蝶人戯画録

毎日お届けする文芸、映画、エッセイ、詩歌の花束です。

バガテルop142&ある晴れた日に 第95回


8月13日の土曜日に7回目の海へ行って、その翌日お父さん浮輪を潰して下さいと息子に言われて今年の海水浴はもう終わりと思っていたのに、今日突然僕海へ行きますと言いだしてまさか本気かよと思ったがやはり本気だったので午後2時半に3人で由比ヶ浜へ行き、浮輪は500円で借りて遊泳注意の海に浮かんだら、海面すれすれにボラの大群が酸欠状態のように大口をパクパク開けながら
「あ、また来たの、海来たの、あ今年の夏休み」
と輪唱したので、息子と一緒に
「あ、また来たよ、海来たよ、あ今年の夏休み」
と返歌してやると、彼奴等一斉に回頭してより一層波穏やかな逗子海岸の方へ行っちまいやがった。



日経の朝刊に小泉淳作氏の私の履歴書が連載されているが、この日本画家の絵が売れ始めたのはようやく50歳になってからで、それまでは明治チョコレートのデザインのアルバイトをしたり趣味だった陶芸で食いつないだりして亡くなられた奥様も大変だったらしい。

東京からやって来たお客さんのために娘さんに命じてそこらの田んぼにいるザリガニをつかめてきてテンプラにして食べさせたら淳作氏に叱られたらしいが、そのザリガニの泳いでいた田んぼの後に私のちっぽけな家が建っているのだ。

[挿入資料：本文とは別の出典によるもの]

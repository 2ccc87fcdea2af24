//! Health Scoring
//!
//! Pure functions turning instance snapshots into a 0-100 score and the
//! gateway-wide classification.

use crate::domain::entities::InstanceSnapshot;
use crate::domain::value_objects::{HealthLevel, InstanceStatus};
use serde::Serialize;
use std::time::Duration;

/// Probe-derived condition of a single instance.
#[derive(Debug, Clone, Copy, PartialEq, Eq, Serialize)]
#[serde(rename_all = "lowercase")]
pub enum InstanceCondition {
    Healthy,
    /// Passing probes but slower than the response-time threshold
    Degraded,
    Unhealthy,
    Unknown,
}

/// Classify an instance from its status and last latency.
pub fn instance_condition(snapshot: &InstanceSnapshot, response_time_threshold: Duration) -> InstanceCondition {
    match snapshot.status {
        InstanceStatus::Unhealthy | InstanceStatus::Failed => InstanceCondition::Unhealthy,
        InstanceStatus::Unknown => InstanceCondition::Unknown,
        InstanceStatus::Healthy if exceeds(snapshot, response_time_threshold) => InstanceCondition::Degraded,
        InstanceStatus::Healthy => InstanceCondition::Healthy,
    }
}

fn exceeds(snapshot: &InstanceSnapshot, threshold: Duration) -> bool {
    snapshot
        .last_latency_ms
        .map(|ms| ms > threshold.as_millis() as u64)
        .unwrap_or(false)
}

fn error_rate(snapshot: &InstanceSnapshot) -> f64 {
    if snapshot.total_requests == 0 {
        return 0.0;
    }
    snapshot.failed_requests as f64 / snapshot.total_requests as f64
}

/// Composite 0-100 score.
///
/// 100, minus 50 when unhealthy (25 when degraded), minus the error rate
/// in percent capped at 30, minus 20 for latency over the threshold, minus
/// 5 per consecutive failure capped at 20. Never below 0.
pub fn health_score(snapshot: &InstanceSnapshot, response_time_threshold: Duration) -> u32 {
    let mut score: f64 = 100.0;

    match instance_condition(snapshot, response_time_threshold) {
        InstanceCondition::Unhealthy => score -= 50.0,
        InstanceCondition::Degraded => score -= 25.0,
        InstanceCondition::Healthy | InstanceCondition::Unknown => {}
    }

    score -= (error_rate(snapshot) * 100.0).min(30.0);

    if exceeds(snapshot, response_time_threshold) {
        score -= 20.0;
    }

    score -= (snapshot.consecutive_failures as f64 * 5.0).min(20.0);

    score.max(0.0).round() as u32
}

/// Gateway-wide classification from healthy/total instance counts.
///
/// An empty registry cannot serve anything and is reported as critical.
pub fn overall_health(healthy: usize, total: usize, resources_exceeded: bool) -> HealthLevel {
    if total == 0 {
        return HealthLevel::Critical;
    }
    let level = HealthLevel::from_ratio(healthy as f64 / total as f64);
    if resources_exceeded {
        level.at_least_degraded()
    } else {
        level
    }
}

#[cfg(test)]
mod tests {
    use super::*;
    use crate::domain::entities::{InstanceConfig, ServiceInstance};

    const THRESHOLD: Duration = Duration::from_millis(1000);

    fn snap(status: InstanceStatus) -> InstanceSnapshot {
        let mut s = ServiceInstance::new("chat", InstanceConfig::new("127.0.0.1", 3002)).snapshot();
        s.status = status;
        s
    }

    #[test]
    fn test_perfect_score() {
        assert_eq!(health_score(&snap(InstanceStatus::Healthy), THRESHOLD), 100);
    }

    #[test]
    fn test_unhealthy_penalty() {
        assert_eq!(health_score(&snap(InstanceStatus::Unhealthy), THRESHOLD), 50);
    }

    #[test]
    fn test_slow_instance_is_degraded() {
        let mut s = snap(InstanceStatus::Healthy);
        s.last_latency_ms = Some(1500);
        assert_eq!(instance_condition(&s, THRESHOLD), InstanceCondition::Degraded);
        // -25 degraded, -20 latency
        assert_eq!(health_score(&s, THRESHOLD), 55);
    }

    #[test]
    fn test_error_rate_penalty_is_capped() {
        let mut s = snap(InstanceStatus::Healthy);
        s.total_requests = 10;
        s.failed_requests = 1;
        assert_eq!(health_score(&s, THRESHOLD), 90);

        s.failed_requests = 9;
        assert_eq!(health_score(&s, THRESHOLD), 70);
    }

    #[test]
    fn test_consecutive_failure_penalty_is_capped() {
        let mut s = snap(InstanceStatus::Healthy);
        s.consecutive_failures = 2;
        assert_eq!(health_score(&s, THRESHOLD), 90);
        s.consecutive_failures = 10;
        assert_eq!(health_score(&s, THRESHOLD), 80);
    }

    #[test]
    fn test_score_never_negative() {
        let mut s = snap(InstanceStatus::Failed);
        s.total_requests = 10;
        s.failed_requests = 10;
        s.consecutive_failures = 10;
        s.last_latency_ms = Some(5000);
        // 100 - 50 - 30 - 20 - 20 = -20 -> 0
        assert_eq!(health_score(&s, THRESHOLD), 0);
    }

    #[test]
    fn test_overall_health_thresholds() {
        assert_eq!(overall_health(8, 10, false), HealthLevel::Healthy);
        assert_eq!(overall_health(5, 10, false), HealthLevel::Degraded);
        assert_eq!(overall_health(4, 10, false), HealthLevel::Critical);
        assert_eq!(overall_health(0, 0, false), HealthLevel::Critical);
    }

    #[test]
    fn test_overall_health_resource_downgrade() {
        assert_eq!(overall_health(10, 10, true), HealthLevel::Degraded);
        assert_eq!(overall_health(1, 10, true), HealthLevel::Critical);
    }
}
//! Infrastructure Layer
//!
//! Fault isolation, health monitoring and process lifecycle.

pub mod circuit_breaker;
pub mod health_monitor;
pub mod shutdown;
pub mod system_metrics;

pub use circuit_breaker::{
    BreakerManager, BreakerScope, BreakerSnapshot, CircuitBreaker, CircuitBreakerConfig, CircuitState,
};
pub use health_monitor::{CheckRound, HealthMonitor, HealthMonitorConfig, HealthSummary, InstanceHealth};
pub use shutdown::{shutdown_signal, InFlightGuard, ShutdownController};
pub use system_metrics::{ResourceThresholds, ResourceUsage, SystemSampler};
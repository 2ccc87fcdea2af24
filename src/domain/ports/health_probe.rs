//! Health Probe Port

use crate::domain::entities::{InstanceSnapshot, ProbeResult};
use async_trait::async_trait;
use std::time::Duration;

/// Liveness probe against an instance's health endpoint.
///
/// Probes never fail outward: transport errors and timeouts come back as
/// an unhealthy `ProbeResult`.
#[async_trait]
pub trait HealthProbe: Send + Sync {
    async fn probe(&self, instance: &InstanceSnapshot, timeout: Duration) -> ProbeResult;
}
//! HTTP Authenticator
//!
//! Asks the auth service whether the caller's `Authorization` header is
//! valid. Policy stays with the auth service.

use crate::domain::ports::Authenticator;
use crate::error::{GatewayError, GatewayResult};
use async_trait::async_trait;
use std::time::Duration;

pub struct HttpAuthenticator {
    client: reqwest::Client,
    verify_url: String,
}

impl HttpAuthenticator {
    pub fn new(verify_url: impl Into<String>, timeout: Duration) -> Result<Self, reqwest::Error> {
        let client = reqwest::Client::builder().timeout(timeout).build()?;
        Ok(Self {
            client,
            verify_url: verify_url.into(),
        })
    }

    pub fn verify_url(&self) -> &str {
        &self.verify_url
    }
}

#[async_trait]
impl Authenticator for HttpAuthenticator {
    async fn verify(&self, authorization: Option<&str>, correlation_id: &str) -> GatewayResult<()> {
        let token = authorization
            .filter(|v| !v.trim().is_empty())
            .ok_or_else(|| GatewayError::Unauthorized("missing credentials".into()))?;

        let response = self
            .client
            .get(&self.verify_url)
            .header("authorization", token)
            .header("x-correlation-id", correlation_id)
            .send()
            .await
            .map_err(|e| GatewayError::backend(format!("auth service unreachable: {}", e)))?;

        let status = response.status();
        if status.is_success() {
            Ok(())
        } else if status.as_u16() == 401 || status.as_u16() == 403 {
            Err(GatewayError::Unauthorized("invalid credentials".into()))
        } else {
            Err(GatewayError::Backend {
                message: format!("auth service returned {}", status),
                status: Some(status.as_u16()),
            })
        }
    }
}
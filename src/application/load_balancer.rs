//! Load Balancer Service
//!
//! Selects healthy instances from the registry and runs calls against them
//! with retry, connection accounting and outcome feedback. Strategy logic
//! itself lives in `domain::services::LoadBalancer`.

use crate::application::service_registry::ServiceRegistry;
use crate::domain::entities::{InstanceSnapshot, ServiceInstance};
use crate::domain::services::{LoadBalancer, SelectionContext};
use crate::domain::value_objects::LoadBalancingStrategy;
use crate::error::{GatewayError, GatewayResult};
use dashmap::DashMap;
use parking_lot::Mutex;
use serde::Serialize;
use std::collections::VecDeque;
use std::future::Future;
use std::sync::atomic::{AtomicUsize, Ordering};
use std::sync::Arc;
use std::time::{Duration, Instant};

/// Request timestamps kept per service for the requests-per-minute figure.
const REQUEST_HISTORY_LIMIT: usize = 1000;

/// Load balancer configuration.
#[derive(Debug, Clone)]
pub struct LoadBalancerConfig {
    /// Default selection strategy
    pub strategy: LoadBalancingStrategy,
    /// Total attempts per request, first one included
    pub max_retries: u32,
    /// Base delay between attempts; attempt `n` waits `retry_delay * n`
    pub retry_delay: Duration,
    /// Deadline for a single attempt
    pub timeout: Duration,
}

impl Default for LoadBalancerConfig {
    fn default() -> Self {
        Self {
            strategy: LoadBalancingStrategy::RoundRobin,
            max_retries: 3,
            retry_delay: Duration::from_millis(100),
            timeout: Duration::from_secs(30),
        }
    }
}

/// Per-service request statistics.
#[derive(Debug, Clone, Serialize, PartialEq)]
pub struct LoadBalancerStats {
    pub service: String,
    pub total_requests: u64,
    pub successful_requests: u64,
    pub failed_requests: u64,
    pub average_latency_ms: f64,
    pub requests_per_minute: usize,
}

#[derive(Debug, Default)]
struct StatsRecorder {
    total: u64,
    successful: u64,
    failed: u64,
    latency_sum: Duration,
    history: VecDeque<Instant>,
}

impl StatsRecorder {
    fn record(&mut self, success: bool, latency: Duration, at: Instant) {
        self.total += 1;
        if success {
            self.successful += 1;
        } else {
            self.failed += 1;
        }
        self.latency_sum += latency;

        if self.history.len() == REQUEST_HISTORY_LIMIT {
            self.history.pop_front();
        }
        self.history.push_back(at);
    }

    fn view(&self, service: &str, now: Instant) -> LoadBalancerStats {
        let minute = Duration::from_secs(60);
        let average_latency_ms = if self.total == 0 {
            0.0
        } else {
            self.latency_sum.as_secs_f64() * 1000.0 / self.total as f64
        };
        LoadBalancerStats {
            service: service.to_string(),
            total_requests: self.total,
            successful_requests: self.successful,
            failed_requests: self.failed,
            average_latency_ms,
            requests_per_minute: self
                .history
                .iter()
                .filter(|t| now.saturating_duration_since(**t) <= minute)
                .count(),
        }
    }
}

/// Load balancer service.
pub struct LoadBalancerService {
    config: LoadBalancerConfig,
    registry: Arc<ServiceRegistry>,
    /// Round-robin cursor per service
    cursors: DashMap<String, AtomicUsize>,
    stats: DashMap<String, Mutex<StatsRecorder>>,
}

impl LoadBalancerService {
    pub fn new(registry: Arc<ServiceRegistry>, config: LoadBalancerConfig) -> Self {
        Self {
            config,
            registry,
            cursors: DashMap::new(),
            stats: DashMap::new(),
        }
    }

    pub fn config(&self) -> &LoadBalancerConfig {
        &self.config
    }

    pub fn registry(&self) -> &Arc<ServiceRegistry> {
        &self.registry
    }

    /// Select a healthy instance of `service` using `strategy`.
    ///
    /// The round-robin cursor is shared by all callers of a service and
    /// taken modulo the current healthy count, so a membership change can
    /// skew one cycle.
    pub fn select(
        &self,
        service: &str,
        strategy: LoadBalancingStrategy,
        ctx: &SelectionContext,
    ) -> GatewayResult<Arc<ServiceInstance>> {
        let healthy = self.registry.healthy_instances(service);
        if healthy.is_empty() {
            tracing::warn!("no healthy instances available for {}", service);
            return Err(GatewayError::NoHealthyInstances {
                service: service.to_string(),
            });
        }

        let snapshots: Vec<InstanceSnapshot> = healthy.iter().map(|i| i.snapshot()).collect();
        let cursor = match strategy {
            LoadBalancingStrategy::RoundRobin => self
                .cursors
                .entry(service.to_string())
                .or_insert_with(|| AtomicUsize::new(0))
                .fetch_add(1, Ordering::Relaxed),
            _ => 0,
        };

        let index = LoadBalancer::pick_index(strategy, &snapshots, ctx, cursor, &mut rand::thread_rng())
            .ok_or_else(|| GatewayError::NoHealthyInstances {
                service: service.to_string(),
            })?;

        let instance = healthy[index].clone();
        tracing::debug!("selected {} for {} ({})", instance.id, service, strategy);
        Ok(instance)
    }

    /// Select with the configured default strategy.
    pub fn discover(&self, service: &str, ctx: &SelectionContext) -> GatewayResult<Arc<ServiceInstance>> {
        self.select(service, self.config.strategy, ctx)
    }

    /// Run `call` against a selected instance.
    ///
    /// Each attempt holds a connection lease for its whole duration. Only
    /// `Backend` and `Timeout` failures are retried, with linear backoff;
    /// every other error is returned as-is on the first occurrence.
    pub async fn execute_request<F, Fut, T>(
        &self,
        service: &str,
        ctx: &SelectionContext,
        call: F,
    ) -> GatewayResult<T>
    where
        F: Fn(Arc<ServiceInstance>) -> Fut,
        Fut: Future<Output = GatewayResult<T>>,
    {
        let attempts = self.config.max_retries.max(1);
        let started = Instant::now();
        let mut attempt = 1;
        let mut last_error: Option<GatewayError> = None;

        loop {
            let instance = match self.discover(service, ctx) {
                Ok(instance) => instance,
                Err(err) => {
                    // A failed attempt may have taken the last healthy
                    // instance out; the request still ends with that failure.
                    self.record_stats(service, false, started.elapsed());
                    return Err(last_error.unwrap_or(err));
                }
            };
            let outcome = {
                let _lease = instance.acquire();
                let attempt_started = Instant::now();
                let result = match tokio::time::timeout(self.config.timeout, call(instance.clone())).await {
                    Ok(result) => result,
                    Err(_) => Err(GatewayError::Timeout {
                        after: self.config.timeout,
                    }),
                };
                (result, attempt_started.elapsed())
            };

            match outcome {
                (Ok(value), latency) => {
                    self.registry.record_call_outcome(&instance, true, latency);
                    self.record_stats(service, true, started.elapsed());
                    return Ok(value);
                }
                (Err(err), latency) => {
                    if err.is_retryable() {
                        self.registry.record_call_outcome(&instance, false, latency);
                    }

                    if !err.is_retryable() || attempt >= attempts {
                        self.record_stats(service, false, started.elapsed());
                        return Err(err);
                    }

                    tracing::warn!(
                        "attempt {}/{} to {} via {} failed: {}",
                        attempt,
                        attempts,
                        service,
                        instance.id,
                        err
                    );
                    last_error = Some(err);
                    tokio::time::sleep(self.config.retry_delay * attempt).await;
                    attempt += 1;
                }
            }
        }
    }

    fn record_stats(&self, service: &str, success: bool, latency: Duration) {
        self.stats
            .entry(service.to_string())
            .or_default()
            .lock()
            .record(success, latency, Instant::now());
    }

    /// Statistics for one service.
    pub fn stats(&self, service: &str) -> Option<LoadBalancerStats> {
        let now = Instant::now();
        self.stats.get(service).map(|s| s.lock().view(service, now))
    }

    /// Statistics for every service that saw traffic, sorted by name.
    pub fn all_stats(&self) -> Vec<LoadBalancerStats> {
        let now = Instant::now();
        let mut all: Vec<LoadBalancerStats> = self
            .stats
            .iter()
            .map(|entry| entry.value().lock().view(entry.key(), now))
            .collect();
        all.sort_by(|a, b| a.service.cmp(&b.service));
        all
    }

    pub fn reset_stats(&self) {
        self.stats.clear();
        tracing::info!("load balancer statistics reset");
    }
}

当時はこの辺りは夏になると蛍が気味が悪いほど飛び回っていたそうだが、近年ではごくわずかな数であり、雲泥の差がある。

1995年の9月に亡くなられた奥様は風流な方で、近所の滑川の川っぷちに茂っているススキを摘んで自宅に生けておられたが、御主人の絵が売れるようになったのは彼女が亡くなってからのことだった。葬儀には同じ鎌倉に住む平山郁夫氏が訪れたそうだが、私はこの著名な日本画家よりも小泉画伯の作品を好む。